Problem details: Nothing should be left out when you copy the entries below.
....
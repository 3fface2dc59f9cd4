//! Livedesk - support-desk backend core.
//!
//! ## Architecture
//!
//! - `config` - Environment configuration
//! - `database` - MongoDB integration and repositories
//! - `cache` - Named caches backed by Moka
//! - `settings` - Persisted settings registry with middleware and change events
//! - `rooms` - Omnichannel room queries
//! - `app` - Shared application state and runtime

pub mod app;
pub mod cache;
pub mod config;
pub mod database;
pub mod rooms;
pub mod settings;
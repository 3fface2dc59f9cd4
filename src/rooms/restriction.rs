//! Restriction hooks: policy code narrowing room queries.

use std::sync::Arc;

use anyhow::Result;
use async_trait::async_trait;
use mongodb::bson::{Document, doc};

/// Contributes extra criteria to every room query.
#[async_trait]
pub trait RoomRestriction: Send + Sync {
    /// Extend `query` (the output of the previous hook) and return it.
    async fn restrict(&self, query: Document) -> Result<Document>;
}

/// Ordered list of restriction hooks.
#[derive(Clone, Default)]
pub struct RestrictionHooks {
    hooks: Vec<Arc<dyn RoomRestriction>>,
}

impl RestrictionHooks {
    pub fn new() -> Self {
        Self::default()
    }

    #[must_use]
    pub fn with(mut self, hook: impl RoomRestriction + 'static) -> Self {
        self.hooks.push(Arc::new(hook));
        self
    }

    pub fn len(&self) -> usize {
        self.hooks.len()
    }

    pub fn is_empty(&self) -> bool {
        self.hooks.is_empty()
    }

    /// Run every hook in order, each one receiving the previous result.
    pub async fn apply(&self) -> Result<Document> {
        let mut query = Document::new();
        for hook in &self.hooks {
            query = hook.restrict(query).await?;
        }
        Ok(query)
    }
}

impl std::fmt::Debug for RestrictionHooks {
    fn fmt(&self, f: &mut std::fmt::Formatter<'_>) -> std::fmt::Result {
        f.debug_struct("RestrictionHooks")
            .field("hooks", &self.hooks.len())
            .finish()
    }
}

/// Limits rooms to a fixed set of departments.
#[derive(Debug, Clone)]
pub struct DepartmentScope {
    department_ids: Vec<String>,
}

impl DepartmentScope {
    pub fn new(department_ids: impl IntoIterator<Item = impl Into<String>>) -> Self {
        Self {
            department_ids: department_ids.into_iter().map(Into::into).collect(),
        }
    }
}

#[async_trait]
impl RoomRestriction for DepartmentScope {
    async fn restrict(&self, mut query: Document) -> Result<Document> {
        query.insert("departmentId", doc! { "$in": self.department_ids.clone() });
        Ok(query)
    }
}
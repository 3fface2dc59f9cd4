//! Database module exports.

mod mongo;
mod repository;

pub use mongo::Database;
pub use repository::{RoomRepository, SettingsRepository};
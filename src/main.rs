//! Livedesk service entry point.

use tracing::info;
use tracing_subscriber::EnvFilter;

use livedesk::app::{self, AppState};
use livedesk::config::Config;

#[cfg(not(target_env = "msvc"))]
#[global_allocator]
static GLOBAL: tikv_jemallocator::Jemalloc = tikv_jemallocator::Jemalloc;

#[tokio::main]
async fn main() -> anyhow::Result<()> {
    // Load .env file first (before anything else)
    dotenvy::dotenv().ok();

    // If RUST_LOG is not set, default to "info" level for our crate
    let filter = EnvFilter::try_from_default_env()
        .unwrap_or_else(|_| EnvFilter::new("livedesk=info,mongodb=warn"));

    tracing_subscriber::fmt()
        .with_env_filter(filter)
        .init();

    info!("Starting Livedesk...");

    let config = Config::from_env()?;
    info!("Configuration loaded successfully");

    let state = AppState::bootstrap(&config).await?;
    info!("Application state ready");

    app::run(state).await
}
....
Exercise result:
repository 3fface2dc59f9cd4
//! Livedesk - support-desk backend core.
//!
//! ## Architecture
//!
//! - `config` - Environment configuration
//! - `database` - MongoDB integration and repositories
//! - `cache` - Named caches backed by Moka
//! - `settings` - Persisted settings registry with middleware and change events
//! - `rooms` - Omnichannel room queries
//! - `app` - Shared application state and runtime

pub mod app;
pub mod cache;
pub mod config;
pub mod database;
pub mod rooms;
pub mod settings;
repository 3fface2dc59f9cd4
filename src/rooms/restriction.rs
//! Restriction hooks: policy code narrowing room queries.

use std::sync::Arc;

use anyhow::Result;
use async_trait::async_trait;
use mongodb::bson::{Document, doc};

/// Contributes extra criteria to every room query.
#[async_trait]
pub trait RoomRestriction: Send + Sync {
    /// Extend `query` (the output of the previous hook) and return it.
    async fn restrict(&self, query: Document) -> Result<Document>;
}

/// Ordered list of restriction hooks.
#[derive(Clone, Default)]
pub struct RestrictionHooks {
    hooks: Vec<Arc<dyn RoomRestriction>>,
}

impl RestrictionHooks {
    pub fn new() -> Self {
        Self::default()
    }

    #[must_use]
    pub fn with(mut self, hook: impl RoomRestriction + 'static) -> Self {
        self.hooks.push(Arc::new(hook));
        self
    }

    pub fn len(&self) -> usize {
        self.hooks.len()
    }

    pub fn is_empty(&self) -> bool {
        self.hooks.is_empty()
    }

    /// Run every hook in order, each one receiving the previous result.
    pub async fn apply(&self) -> Result<Document> {
        let mut query = Document::new();
        for hook in &self.hooks {
            query = hook.restrict(query).await?;
        }
        Ok(query)
    }
}

impl std::fmt::Debug for RestrictionHooks {
    fn fmt(&self, f: &mut std::fmt::Formatter<'_>) -> std::fmt::Result {
        f.debug_struct("RestrictionHooks")
            .field("hooks", &self.hooks.len())
            .finish()
    }
}

/// Limits rooms to a fixed set of departments.
#[derive(Debug, Clone)]
pub struct DepartmentScope {
    department_ids: Vec<String>,
}

impl DepartmentScope {
    pub fn new(department_ids: impl IntoIterator<Item = impl Into<String>>) -> Self {
        Self {
            department_ids: department_ids.into_iter().map(Into::into).collect(),
        }
    }
}

#[async_trait]
impl RoomRestriction for DepartmentScope {
    async fn restrict(&self, mut query: Document) -> Result<Document> {
        query.insert("departmentId", doc! { "$in": self.department_ids.clone() });
        Ok(query)
    }
}
repository 3fface2dc59f9cd4
//! Database module exports.

mod mongo;
mod repository;

pub use mongo::Database;
pub use repository::{RoomRepository, SettingsRepository};
filename src/main.rs
//! Livedesk service entry point.

use tracing::info;
use tracing_subscriber::EnvFilter;

use livedesk::app::{self, AppState};
use livedesk::config::Config;

#[cfg(not(target_env = "msvc"))]
#[global_allocator]
static GLOBAL: tikv_jemallocator::Jemalloc = tikv_jemallocator::Jemalloc;

#[tokio::main]
async fn main() -> anyhow::Result<()> {
    // Load .env file first (before anything else)
    dotenvy::dotenv().ok();

    // If RUST_LOG is not set, default to "info" level for our crate
    let filter = EnvFilter::try_from_default_env()
        .unwrap_or_else(|_| EnvFilter::new("livedesk=info,mongodb=warn"));

    tracing_subscriber::fmt()
        .with_env_filter(filter)
        .init();

    info!("Starting Livedesk...");

    let config = Config::from_env()?;
    info!("Configuration loaded successfully");

    let state = AppState::bootstrap(&config).await?;
    info!("Application state ready");

    app::run(state).await
}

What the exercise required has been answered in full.